As was pointed out by (Sahani and Linden, 2003; Machens et al., 2004), both the variance in the firing rate and variance accounted by a given LN model have to be corrected for the positive bias due to finite size of the dataset in order to determine the amount of explainable variance. Procedures for correcting for this bias are described next.

To avoid overestimation in predictive power due to overfitting, mutual information and explained variance were computed using the remaining 1/8 of the dataset not used to derive the spatiotemporal filters themselves [this dataset was also not used to select the optimal cut-off for RdSTA filters, as described above]. Mutual information values are positively biased (Treves and Panzeri, 1995; Strong et al., 1998; Brenner et al., 2000b; Paninski, 2003b). Similar effects happen for variance (Sahani and Linden, 2003; Machens et al., 2004). To correct for this bias, we extrapolated the relationship between mutual information (variance) and the inverse of the dataset size to the infinite data limit using linear extrapolation based on 80%, 85%, 90%, 95%, and 100% of the data from the test set. This procedure was carried out for each jackknife estimate, model and type of stimulus, as well for the total value of information I_spike between unfiltered stimuli and spikes.

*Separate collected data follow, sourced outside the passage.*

//! Execution contexts for completion callbacks and the substrate loaders run on.
//!
//! The manager never decides on its own where code runs. Loader futures go to
//! a [`Spawner`]; continuations go to the [`Dispatcher`] captured when they
//! were registered, so a callback registered from the main thread runs on the
//! main thread even when the load finished on a worker.

use std::collections::VecDeque;
use std::future::Future;
use std::pin::Pin;

use async_executor::Executor;
use parking_lot::Mutex;
use surreal_core::TaskPool;

/// A continuation waiting for an asset to settle.
pub type Callback = Box<dyn FnOnce() + Send + 'static>;

/// A unit of background work handed to a [`Spawner`].
pub type BoxedTask = Pin<Box<dyn Future<Output = ()> + Send + 'static>>;

/// An execution context callbacks can be sent to.
pub trait Dispatcher: Send + Sync + 'static {
    /// Run `callback` on this context, now or later.
    fn dispatch(&self, callback: Callback);
}

/// Runs callbacks right away on whichever thread dispatches them.
#[derive(Debug, Default, Clone, Copy)]
pub struct ImmediateDispatcher;

impl Dispatcher for ImmediateDispatcher {
    fn dispatch(&self, callback: Callback) {
        callback();
    }
}

/// Queues callbacks until the owning context drains them.
///
/// This is the bridge for single-threaded consumers: the game loop (or UI
/// thread) calls [`run_pending`](Self::run_pending) once per tick and every
/// callback executes there, regardless of which thread completed the load.
#[derive(Default)]
pub struct QueuedDispatcher {
    queue: Mutex<VecDeque<Callback>>,
}

impl QueuedDispatcher {
    pub fn new() -> Self {
        Self::default()
    }

    /// Run every queued callback on the current thread, in FIFO order.
    ///
    /// Callbacks queued while draining run in the same call. Returns how many
    /// callbacks ran.
    pub fn run_pending(&self) -> usize {
        let mut ran = 0;
        loop {
            // Pop under the lock, run outside it: callbacks may dispatch again.
            let next = self.queue.lock().pop_front();
            let Some(callback) = next else {
                break;
            };
            callback();
            ran += 1;
        }
        ran
    }

    /// Number of callbacks waiting to run.
    pub fn pending(&self) -> usize {
        self.queue.lock().len()
    }
}

impl Dispatcher for QueuedDispatcher {
    fn dispatch(&self, callback: Callback) {
        self.queue.lock().push_back(callback);
    }
}

/// The substrate loader futures are spawned onto.
pub trait Spawner: Send + Sync + 'static {
    /// Start `task` in the background. It must not run to completion inline.
    fn spawn(&self, task: BoxedTask);
}

impl Spawner for TaskPool {
    fn spawn(&self, task: BoxedTask) {
        TaskPool::spawn(self, task).detach();
    }
}

/// A host-ticked executor: loads make progress when the host calls
/// `try_tick`/`run` on it, typically once per frame.
impl Spawner for Executor<'static> {
    fn spawn(&self, task: BoxedTask) {
        Executor::spawn(self, task).detach();
    }
}

#[cfg(test)]
mod tests {
    use super::*;
    use std::sync::Arc;
    use std::sync::atomic::{AtomicUsize, Ordering};

    #[test]
    fn test_immediate_dispatcher_runs_inline() {
        let counter = Arc::new(AtomicUsize::new(0));
        let c = counter.clone();
        ImmediateDispatcher.dispatch(Box::new(move || {
            c.fetch_add(1, Ordering::SeqCst);
        }));
        assert_eq!(counter.load(Ordering::SeqCst), 1);
    }

    #[test]
    fn test_queued_dispatcher_runs_fifo_on_drain() {
        let dispatcher = QueuedDispatcher::new();
        let order = Arc::new(Mutex::new(Vec::new()));

        for i in 0..3 {
            let order = order.clone();
            dispatcher.dispatch(Box::new(move || order.lock().push(i)));
        }

        assert_eq!(dispatcher.pending(), 3);
        assert!(order.lock().is_empty());

        assert_eq!(dispatcher.run_pending(), 3);
        assert_eq!(*order.lock(), vec![0, 1, 2]);
        assert_eq!(dispatcher.pending(), 0);
    }

    #[test]
    fn test_queued_dispatcher_drains_nested_dispatches() {
        let dispatcher = Arc::new(QueuedDispatcher::new());
        let counter = Arc::new(AtomicUsize::new(0));

        let inner_dispatcher = dispatcher.clone();
        let inner_counter = counter.clone();
        dispatcher.dispatch(Box::new(move || {
            inner_counter.fetch_add(1, Ordering::SeqCst);
            let c = inner_counter.clone();
            inner_dispatcher.dispatch(Box::new(move || {
                c.fetch_add(1, Ordering::SeqCst);
            }));
        }));

        assert_eq!(dispatcher.run_pending(), 2);
        assert_eq!(counter.load(Ordering::SeqCst), 2);
    }

    #[test]
    fn test_executor_spawner_runs_on_tick() {
        let executor = Executor::new();
        let counter = Arc::new(AtomicUsize::new(0));
        let c = counter.clone();

        Spawner::spawn(
            &executor,
            Box::pin(async move {
                c.fetch_add(1, Ordering::SeqCst);
            }),
        );

        assert_eq!(counter.load(Ordering::SeqCst), 0);
        while executor.try_tick() {}
        assert_eq!(counter.load(Ordering::SeqCst), 1);
    }
}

We note that the measures of predictive power we are using, the mutual information between filtered stimuli and spikes and the variance in the firing rate by the LN model based on a given spatiotemporal filter, reflect the predictive power based on the best possible nonlinear transformation between filtered stimuli and the spike probability. In other words, the percentage of the information (variance) explained quantifies the best predictive power achievable by a given spatiotemporal filter and arbitrary nonlinearities. Thus, although an LN model is more powerful than a linear model by virtue of its nonlinear input-output function, this is not the cause of lower predictive power of the spatiotemporal filters computed in the linear model. Instead, our method assays how accurate a filter a given model (linear or LN) can produce, with an understanding that the predictive power will be compared taking nonlinear gain functions into account even for spatiotemporal filters computed using the linear model.

Results

We computed the spatiotemporal filters of simple cells probed with natural and noise stimuli according to the assumptions of the linear and LN models. Our goal was to compare how the spatiotemporal filters computed using the linear and LN model changed with the stimulus ensemble. The analysis is based on 40 simple cells in the primary visual cortex recorded in four animals. Spatiotemporal filters of the linear model were estimated as the spike-triggered average stimulus (STA) in the case of white noise stimuli, and as the decorrelated STA (dSTA) or its regularized version (RdSTA) for natural stimuli (see Materials and Methods). Spatiotemporal filters of the LN model were estimated as the most informative dimension (MID). In Figure 2, we show spatiotemporal filters computed according to the linear and LN model for six example simple cells. In agreement with previous findings (Smyth et al., 2003; David et al., 2004; Felsen et al., 2005b; Sharpee et al., 2006), we observed that the various filter estimates were qualitatively similar to each other, even when computed from different stimulus ensembles. This was evident in the overall spatial extent of the filters and in the variation of their peak amplitudes in time. For each spatiotemporal filter, we also show the best nonlinearity that relates stimuli convolved with the filter to the neural firing rate, which is given by associating each filter output value with the mean evoked firing rate averaged over all stimuli having that filter output value.

Orientation selectivity

To compare the spatiotemporal filters quantitatively, we begin by examining preferred orientation values associated with different filters, cf. Figure 3. We found no significant differences in preferred orientation between the STA and MID filters for white noise stimuli (R²=0.96). This is to be expected because for white Gaussian inputs, the STA provides the filter of both linear and the LN model and non-Gaussian effects in the white noise stimulus ensemble were small. The STA and MID filters should therefore coincide, unless multiple relevant dimensions are present and contribute differently to these filters (see Materials and Methods). More importantly, we found no significant differences between the preferred orientations of MID filters obtained from neural responses to natural stimuli and those of either the MID filter (R²=0.92; p=0.46, paired Wilcoxon test) or the STA filter (R²=0.90; p=0.77, paired Wilcoxon test) obtained from neural responses to the noise ensemble. The preferred orientations of filters computed as the dSTA for natural stimuli were much less correlated with, and differed significantly (p<0.01, paired Wilcoxon test) from, those derived from noise stimuli using either the STA or the MID filters for noise stimuli, with R²=0.18 and 0.20, respectively. Regularizing the linear filter for natural stimuli (RdSTA) did not produce much improvement, resulting in correlations R²=0.29 and 0.28 with the white noise STA or MID filters, respectively. The differences in orientation values derived from the rdSTA and either the white noise STA or MID remained significant (p<0.01, paired Wilcoxon test). Thus, the filters produced by the LN model, but not the linear model, from neural responses to natural stimuli produce similar preferred orientations to filters produced by either model from neural responses to noise stimuli.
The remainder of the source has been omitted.